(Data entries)
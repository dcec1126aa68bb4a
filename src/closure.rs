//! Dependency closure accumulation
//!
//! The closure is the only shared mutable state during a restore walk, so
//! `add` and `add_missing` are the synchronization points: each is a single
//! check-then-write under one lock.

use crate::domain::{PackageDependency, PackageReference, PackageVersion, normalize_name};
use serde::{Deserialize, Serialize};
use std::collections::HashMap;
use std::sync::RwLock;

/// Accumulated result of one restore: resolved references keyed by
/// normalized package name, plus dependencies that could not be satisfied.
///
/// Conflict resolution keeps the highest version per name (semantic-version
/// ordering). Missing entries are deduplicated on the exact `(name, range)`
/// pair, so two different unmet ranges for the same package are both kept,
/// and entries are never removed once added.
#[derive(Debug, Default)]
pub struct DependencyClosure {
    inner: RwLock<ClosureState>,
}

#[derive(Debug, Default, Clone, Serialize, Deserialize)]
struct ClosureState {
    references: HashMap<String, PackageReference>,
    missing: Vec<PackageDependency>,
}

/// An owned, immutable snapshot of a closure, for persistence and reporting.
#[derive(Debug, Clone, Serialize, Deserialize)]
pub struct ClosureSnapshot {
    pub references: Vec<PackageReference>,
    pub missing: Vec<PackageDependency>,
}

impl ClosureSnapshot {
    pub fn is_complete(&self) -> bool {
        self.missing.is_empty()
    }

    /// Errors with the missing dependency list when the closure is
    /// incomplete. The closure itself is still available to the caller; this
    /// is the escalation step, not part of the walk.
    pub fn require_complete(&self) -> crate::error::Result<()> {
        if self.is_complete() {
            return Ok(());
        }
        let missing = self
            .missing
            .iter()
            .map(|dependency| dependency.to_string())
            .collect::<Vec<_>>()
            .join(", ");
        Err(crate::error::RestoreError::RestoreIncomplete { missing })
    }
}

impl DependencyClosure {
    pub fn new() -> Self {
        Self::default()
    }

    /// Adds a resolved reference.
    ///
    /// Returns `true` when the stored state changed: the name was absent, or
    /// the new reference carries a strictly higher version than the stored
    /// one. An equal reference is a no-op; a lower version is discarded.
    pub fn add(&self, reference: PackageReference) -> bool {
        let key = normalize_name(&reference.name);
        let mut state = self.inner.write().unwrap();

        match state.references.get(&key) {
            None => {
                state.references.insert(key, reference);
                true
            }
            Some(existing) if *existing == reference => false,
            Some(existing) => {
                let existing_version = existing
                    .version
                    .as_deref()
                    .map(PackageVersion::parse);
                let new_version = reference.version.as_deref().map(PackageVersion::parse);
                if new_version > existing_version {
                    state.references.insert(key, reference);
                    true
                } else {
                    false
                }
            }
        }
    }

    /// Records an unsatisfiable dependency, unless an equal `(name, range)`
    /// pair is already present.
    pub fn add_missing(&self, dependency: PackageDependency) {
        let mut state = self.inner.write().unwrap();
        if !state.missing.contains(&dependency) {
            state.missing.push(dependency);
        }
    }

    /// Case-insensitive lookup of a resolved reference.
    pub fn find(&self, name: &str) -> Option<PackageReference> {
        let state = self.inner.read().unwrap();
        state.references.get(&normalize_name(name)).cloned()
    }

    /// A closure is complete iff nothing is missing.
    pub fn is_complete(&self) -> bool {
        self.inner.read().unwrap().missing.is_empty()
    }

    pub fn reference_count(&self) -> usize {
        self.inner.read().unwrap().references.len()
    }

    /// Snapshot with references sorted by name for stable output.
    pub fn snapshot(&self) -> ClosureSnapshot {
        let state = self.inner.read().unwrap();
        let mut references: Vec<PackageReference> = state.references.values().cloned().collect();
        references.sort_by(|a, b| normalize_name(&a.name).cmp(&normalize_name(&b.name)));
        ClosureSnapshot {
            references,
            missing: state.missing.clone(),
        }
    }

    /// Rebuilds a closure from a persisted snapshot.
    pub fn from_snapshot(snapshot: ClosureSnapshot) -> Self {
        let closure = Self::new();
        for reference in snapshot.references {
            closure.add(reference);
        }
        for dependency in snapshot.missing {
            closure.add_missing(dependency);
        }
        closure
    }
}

→ PROMPT
Select all lines with the word "when" from the entries above.

→ OUTPUT BELOW
    /// Errors with the missing dependency list when the closure is
    /// Returns `true` when the stored state changed: the name was absent, or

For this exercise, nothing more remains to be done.